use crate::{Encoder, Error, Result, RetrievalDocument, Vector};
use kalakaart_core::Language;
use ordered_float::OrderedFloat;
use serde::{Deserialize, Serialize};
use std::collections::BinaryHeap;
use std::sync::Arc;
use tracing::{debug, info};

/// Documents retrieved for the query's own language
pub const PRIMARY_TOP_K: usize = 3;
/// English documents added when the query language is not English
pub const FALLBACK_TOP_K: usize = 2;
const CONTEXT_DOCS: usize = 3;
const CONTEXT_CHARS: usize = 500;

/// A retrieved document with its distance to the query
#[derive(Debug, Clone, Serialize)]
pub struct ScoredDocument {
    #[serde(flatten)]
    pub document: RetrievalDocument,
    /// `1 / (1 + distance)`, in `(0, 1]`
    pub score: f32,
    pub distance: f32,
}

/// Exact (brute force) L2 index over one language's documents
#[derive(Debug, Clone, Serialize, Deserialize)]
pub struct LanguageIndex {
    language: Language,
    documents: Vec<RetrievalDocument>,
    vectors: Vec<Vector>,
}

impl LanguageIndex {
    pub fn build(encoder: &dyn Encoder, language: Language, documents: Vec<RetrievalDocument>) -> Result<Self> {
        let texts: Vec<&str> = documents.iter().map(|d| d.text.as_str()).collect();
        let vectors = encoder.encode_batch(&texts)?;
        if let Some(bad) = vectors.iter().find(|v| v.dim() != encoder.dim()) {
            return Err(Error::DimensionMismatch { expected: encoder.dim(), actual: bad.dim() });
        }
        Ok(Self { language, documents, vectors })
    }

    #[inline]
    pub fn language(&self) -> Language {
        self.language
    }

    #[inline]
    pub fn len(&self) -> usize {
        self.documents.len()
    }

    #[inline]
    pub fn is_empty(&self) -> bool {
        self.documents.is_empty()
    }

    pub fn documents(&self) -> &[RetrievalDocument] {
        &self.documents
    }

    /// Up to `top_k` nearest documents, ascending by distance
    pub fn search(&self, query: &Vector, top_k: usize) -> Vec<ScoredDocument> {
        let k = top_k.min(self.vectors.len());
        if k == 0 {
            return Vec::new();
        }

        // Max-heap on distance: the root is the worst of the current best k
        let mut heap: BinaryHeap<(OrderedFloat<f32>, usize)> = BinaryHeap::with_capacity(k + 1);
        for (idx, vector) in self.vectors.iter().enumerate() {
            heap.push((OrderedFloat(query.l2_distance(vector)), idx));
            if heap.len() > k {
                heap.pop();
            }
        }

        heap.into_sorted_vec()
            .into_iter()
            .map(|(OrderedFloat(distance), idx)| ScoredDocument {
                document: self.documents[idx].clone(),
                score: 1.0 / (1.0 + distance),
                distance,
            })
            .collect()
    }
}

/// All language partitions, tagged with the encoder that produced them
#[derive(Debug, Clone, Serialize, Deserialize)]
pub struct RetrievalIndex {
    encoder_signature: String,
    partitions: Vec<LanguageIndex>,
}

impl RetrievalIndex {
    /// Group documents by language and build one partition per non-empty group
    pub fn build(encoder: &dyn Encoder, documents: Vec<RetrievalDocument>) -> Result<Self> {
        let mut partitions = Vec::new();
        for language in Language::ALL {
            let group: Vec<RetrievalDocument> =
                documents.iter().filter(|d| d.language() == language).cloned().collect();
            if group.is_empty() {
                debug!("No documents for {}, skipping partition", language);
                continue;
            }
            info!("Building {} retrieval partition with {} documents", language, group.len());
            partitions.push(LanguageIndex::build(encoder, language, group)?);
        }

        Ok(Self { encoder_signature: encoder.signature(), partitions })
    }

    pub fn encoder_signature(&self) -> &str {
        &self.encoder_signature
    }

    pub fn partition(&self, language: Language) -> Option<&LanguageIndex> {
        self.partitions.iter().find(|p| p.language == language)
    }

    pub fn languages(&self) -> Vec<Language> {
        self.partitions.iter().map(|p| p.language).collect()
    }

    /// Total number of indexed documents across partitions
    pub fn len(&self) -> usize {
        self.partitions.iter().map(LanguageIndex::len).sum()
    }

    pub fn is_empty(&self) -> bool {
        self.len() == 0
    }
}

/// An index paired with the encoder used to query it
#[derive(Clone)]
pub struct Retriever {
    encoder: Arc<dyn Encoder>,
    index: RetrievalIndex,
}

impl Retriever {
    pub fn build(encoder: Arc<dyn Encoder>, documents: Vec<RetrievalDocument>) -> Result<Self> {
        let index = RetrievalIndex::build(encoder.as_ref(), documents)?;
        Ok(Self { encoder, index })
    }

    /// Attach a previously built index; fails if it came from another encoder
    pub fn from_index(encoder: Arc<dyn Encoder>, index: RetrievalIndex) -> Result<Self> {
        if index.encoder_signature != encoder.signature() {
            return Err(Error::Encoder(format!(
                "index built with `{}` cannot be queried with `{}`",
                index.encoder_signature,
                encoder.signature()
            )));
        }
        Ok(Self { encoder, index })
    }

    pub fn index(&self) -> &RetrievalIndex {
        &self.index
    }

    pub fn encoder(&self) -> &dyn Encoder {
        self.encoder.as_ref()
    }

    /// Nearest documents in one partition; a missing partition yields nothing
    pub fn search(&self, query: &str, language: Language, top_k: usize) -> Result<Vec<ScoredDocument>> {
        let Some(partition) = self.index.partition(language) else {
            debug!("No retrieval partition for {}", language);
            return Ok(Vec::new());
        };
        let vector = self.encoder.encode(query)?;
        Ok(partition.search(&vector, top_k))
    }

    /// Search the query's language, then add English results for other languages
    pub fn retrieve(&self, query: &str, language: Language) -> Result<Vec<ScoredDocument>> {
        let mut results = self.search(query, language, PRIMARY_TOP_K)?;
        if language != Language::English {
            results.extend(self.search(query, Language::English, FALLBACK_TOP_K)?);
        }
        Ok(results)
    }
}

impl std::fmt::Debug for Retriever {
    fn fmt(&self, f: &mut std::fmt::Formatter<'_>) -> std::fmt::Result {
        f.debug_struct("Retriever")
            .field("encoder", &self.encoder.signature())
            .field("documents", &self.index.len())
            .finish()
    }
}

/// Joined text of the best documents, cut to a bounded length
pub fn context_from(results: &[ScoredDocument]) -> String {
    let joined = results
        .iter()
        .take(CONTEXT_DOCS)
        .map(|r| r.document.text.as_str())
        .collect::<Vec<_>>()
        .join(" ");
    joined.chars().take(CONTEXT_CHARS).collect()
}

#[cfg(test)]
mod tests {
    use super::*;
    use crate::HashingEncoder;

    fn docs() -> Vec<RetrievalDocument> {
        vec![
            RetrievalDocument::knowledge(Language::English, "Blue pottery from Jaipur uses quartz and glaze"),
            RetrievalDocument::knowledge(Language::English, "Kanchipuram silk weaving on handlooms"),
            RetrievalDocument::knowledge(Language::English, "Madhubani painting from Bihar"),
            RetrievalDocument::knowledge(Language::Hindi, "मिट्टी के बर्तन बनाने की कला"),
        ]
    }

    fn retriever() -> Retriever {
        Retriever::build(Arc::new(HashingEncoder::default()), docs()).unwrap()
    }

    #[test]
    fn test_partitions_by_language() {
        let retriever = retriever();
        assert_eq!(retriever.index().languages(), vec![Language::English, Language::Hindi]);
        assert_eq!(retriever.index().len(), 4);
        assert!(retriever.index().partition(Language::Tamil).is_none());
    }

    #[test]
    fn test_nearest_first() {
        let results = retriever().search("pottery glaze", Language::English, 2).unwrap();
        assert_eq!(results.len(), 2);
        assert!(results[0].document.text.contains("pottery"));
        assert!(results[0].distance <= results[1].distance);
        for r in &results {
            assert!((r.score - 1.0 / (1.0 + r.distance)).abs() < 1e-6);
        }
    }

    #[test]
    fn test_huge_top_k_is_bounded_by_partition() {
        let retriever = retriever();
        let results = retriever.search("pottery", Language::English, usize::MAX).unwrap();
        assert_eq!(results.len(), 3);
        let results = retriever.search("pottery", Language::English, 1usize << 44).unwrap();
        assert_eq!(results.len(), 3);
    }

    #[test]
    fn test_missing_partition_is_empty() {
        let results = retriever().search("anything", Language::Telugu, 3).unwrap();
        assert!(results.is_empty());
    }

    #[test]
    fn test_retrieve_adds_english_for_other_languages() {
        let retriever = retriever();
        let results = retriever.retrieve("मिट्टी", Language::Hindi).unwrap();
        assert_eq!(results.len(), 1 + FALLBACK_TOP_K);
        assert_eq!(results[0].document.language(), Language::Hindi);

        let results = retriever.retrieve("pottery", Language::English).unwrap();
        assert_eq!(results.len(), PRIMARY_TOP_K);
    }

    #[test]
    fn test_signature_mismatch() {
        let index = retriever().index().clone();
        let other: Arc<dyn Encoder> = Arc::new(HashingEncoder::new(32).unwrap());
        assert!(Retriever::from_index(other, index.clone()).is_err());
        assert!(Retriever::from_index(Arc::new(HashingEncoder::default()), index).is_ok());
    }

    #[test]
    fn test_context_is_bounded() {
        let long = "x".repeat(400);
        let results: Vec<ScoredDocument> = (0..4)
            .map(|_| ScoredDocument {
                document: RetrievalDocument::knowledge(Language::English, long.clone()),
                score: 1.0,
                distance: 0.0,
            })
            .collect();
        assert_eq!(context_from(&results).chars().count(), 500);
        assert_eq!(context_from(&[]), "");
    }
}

****

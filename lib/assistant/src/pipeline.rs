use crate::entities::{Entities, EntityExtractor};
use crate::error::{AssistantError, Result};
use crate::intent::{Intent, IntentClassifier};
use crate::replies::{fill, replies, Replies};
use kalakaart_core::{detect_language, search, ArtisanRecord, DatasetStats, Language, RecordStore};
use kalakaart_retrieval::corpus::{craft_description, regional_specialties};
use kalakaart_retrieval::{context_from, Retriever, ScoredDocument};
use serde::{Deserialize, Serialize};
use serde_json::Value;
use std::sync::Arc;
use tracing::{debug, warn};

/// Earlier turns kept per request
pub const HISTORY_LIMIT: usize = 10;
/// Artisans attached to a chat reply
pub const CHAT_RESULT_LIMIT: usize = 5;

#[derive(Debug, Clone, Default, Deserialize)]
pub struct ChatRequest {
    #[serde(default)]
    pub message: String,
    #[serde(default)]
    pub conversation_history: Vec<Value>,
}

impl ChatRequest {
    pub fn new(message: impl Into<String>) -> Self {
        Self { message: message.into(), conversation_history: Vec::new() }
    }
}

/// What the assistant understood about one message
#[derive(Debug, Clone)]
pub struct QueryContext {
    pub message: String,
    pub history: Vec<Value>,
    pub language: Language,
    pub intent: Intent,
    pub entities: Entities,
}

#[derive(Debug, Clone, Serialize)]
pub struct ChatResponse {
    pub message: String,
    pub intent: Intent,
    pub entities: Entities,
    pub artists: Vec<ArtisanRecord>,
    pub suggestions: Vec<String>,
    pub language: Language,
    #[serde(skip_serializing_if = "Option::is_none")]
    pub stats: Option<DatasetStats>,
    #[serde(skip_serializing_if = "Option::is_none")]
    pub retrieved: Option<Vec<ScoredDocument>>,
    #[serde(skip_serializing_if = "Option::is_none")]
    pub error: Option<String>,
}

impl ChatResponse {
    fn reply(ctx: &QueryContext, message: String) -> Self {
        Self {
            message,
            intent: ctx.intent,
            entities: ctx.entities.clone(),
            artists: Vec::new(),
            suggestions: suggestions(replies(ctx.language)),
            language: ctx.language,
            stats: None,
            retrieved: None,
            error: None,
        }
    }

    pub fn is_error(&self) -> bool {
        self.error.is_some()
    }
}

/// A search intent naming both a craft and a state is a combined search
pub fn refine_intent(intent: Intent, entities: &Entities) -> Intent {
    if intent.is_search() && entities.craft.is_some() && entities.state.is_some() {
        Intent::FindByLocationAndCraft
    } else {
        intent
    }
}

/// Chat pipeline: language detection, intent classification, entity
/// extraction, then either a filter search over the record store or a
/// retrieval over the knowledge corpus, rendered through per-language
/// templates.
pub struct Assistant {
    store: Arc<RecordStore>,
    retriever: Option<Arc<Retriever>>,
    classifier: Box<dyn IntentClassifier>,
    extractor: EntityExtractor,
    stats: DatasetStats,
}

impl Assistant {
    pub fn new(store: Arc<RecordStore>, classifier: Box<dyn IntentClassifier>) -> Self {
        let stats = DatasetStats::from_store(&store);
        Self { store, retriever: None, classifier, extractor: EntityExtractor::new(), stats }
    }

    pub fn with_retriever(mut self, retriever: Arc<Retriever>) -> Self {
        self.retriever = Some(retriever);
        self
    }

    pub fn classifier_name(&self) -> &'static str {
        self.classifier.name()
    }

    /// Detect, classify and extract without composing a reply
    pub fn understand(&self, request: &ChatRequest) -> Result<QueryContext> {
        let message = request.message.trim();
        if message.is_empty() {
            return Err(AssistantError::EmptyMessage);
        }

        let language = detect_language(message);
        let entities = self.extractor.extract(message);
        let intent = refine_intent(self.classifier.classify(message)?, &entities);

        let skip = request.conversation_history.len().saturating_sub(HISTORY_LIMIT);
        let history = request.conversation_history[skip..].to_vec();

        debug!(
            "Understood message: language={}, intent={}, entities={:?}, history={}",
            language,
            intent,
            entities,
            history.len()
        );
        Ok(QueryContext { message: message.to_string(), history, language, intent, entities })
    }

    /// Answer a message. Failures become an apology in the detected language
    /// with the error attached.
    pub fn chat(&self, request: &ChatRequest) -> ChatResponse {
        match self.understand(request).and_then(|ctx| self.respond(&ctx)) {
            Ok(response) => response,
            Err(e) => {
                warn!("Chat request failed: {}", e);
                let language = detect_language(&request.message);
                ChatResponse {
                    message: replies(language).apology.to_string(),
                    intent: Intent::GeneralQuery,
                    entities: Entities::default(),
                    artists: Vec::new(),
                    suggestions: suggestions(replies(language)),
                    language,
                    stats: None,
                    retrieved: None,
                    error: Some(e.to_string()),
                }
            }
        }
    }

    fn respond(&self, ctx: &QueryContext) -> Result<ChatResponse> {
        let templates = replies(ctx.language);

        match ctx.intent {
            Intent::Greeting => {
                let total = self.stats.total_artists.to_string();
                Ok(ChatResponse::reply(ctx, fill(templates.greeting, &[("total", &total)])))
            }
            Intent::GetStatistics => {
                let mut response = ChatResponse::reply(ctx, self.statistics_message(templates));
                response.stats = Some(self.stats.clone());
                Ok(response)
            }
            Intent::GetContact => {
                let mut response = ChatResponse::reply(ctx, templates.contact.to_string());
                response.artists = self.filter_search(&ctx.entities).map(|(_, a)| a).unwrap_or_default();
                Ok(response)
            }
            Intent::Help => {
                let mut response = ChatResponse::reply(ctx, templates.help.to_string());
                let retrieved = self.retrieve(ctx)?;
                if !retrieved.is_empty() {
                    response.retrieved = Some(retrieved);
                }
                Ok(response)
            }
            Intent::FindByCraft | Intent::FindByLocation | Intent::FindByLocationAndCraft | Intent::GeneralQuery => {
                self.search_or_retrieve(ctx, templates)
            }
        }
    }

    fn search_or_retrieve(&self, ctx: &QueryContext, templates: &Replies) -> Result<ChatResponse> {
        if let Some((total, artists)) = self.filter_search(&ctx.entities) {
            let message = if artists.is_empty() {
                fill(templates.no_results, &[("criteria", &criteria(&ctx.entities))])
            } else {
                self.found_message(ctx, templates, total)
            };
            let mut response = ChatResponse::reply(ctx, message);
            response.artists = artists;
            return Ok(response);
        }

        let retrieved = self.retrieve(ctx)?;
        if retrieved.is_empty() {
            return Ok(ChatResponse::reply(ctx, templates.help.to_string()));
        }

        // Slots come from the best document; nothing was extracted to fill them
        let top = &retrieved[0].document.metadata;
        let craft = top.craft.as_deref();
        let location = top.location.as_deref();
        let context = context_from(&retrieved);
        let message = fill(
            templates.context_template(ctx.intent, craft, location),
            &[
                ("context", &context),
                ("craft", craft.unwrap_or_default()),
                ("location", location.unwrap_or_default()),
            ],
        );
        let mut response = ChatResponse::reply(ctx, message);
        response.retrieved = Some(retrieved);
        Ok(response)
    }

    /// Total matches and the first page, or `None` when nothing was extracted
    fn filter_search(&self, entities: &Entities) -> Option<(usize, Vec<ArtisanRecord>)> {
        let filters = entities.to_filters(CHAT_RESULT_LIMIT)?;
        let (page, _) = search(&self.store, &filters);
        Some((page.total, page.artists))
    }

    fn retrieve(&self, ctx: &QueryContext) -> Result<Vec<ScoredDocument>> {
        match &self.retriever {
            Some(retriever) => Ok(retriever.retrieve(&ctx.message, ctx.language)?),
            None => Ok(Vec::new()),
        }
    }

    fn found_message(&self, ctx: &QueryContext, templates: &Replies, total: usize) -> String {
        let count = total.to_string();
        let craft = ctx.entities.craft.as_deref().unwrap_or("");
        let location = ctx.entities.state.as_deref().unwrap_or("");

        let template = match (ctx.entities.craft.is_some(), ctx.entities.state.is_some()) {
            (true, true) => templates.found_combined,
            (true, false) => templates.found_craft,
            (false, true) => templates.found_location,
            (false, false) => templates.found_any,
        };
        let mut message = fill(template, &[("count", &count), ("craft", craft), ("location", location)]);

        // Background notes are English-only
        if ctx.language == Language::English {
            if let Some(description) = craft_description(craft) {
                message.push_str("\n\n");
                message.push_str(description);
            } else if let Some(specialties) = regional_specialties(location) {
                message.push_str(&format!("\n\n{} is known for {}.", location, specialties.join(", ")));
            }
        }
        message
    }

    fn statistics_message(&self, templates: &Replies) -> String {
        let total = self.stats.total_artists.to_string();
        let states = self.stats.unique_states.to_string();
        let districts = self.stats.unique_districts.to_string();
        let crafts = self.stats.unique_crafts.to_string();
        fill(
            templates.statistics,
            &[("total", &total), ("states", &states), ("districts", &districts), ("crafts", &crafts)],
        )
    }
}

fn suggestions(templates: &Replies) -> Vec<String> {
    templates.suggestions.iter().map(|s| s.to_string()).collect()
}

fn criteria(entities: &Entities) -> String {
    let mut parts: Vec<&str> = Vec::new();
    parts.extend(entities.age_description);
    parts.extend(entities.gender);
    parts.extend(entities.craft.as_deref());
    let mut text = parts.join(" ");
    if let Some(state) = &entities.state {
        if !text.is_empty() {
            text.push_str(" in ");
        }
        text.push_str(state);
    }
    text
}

****

WHAT YOU NEED TO DO:
Pull every line containing "parts" from the data.

RESPONSE BELOW:
    let mut parts: Vec<&str> = Vec::new();
    parts.extend(entities.age_description);
    parts.extend(entities.gender);
    parts.extend(entities.craft.as_deref());
    let mut text = parts.join(" ");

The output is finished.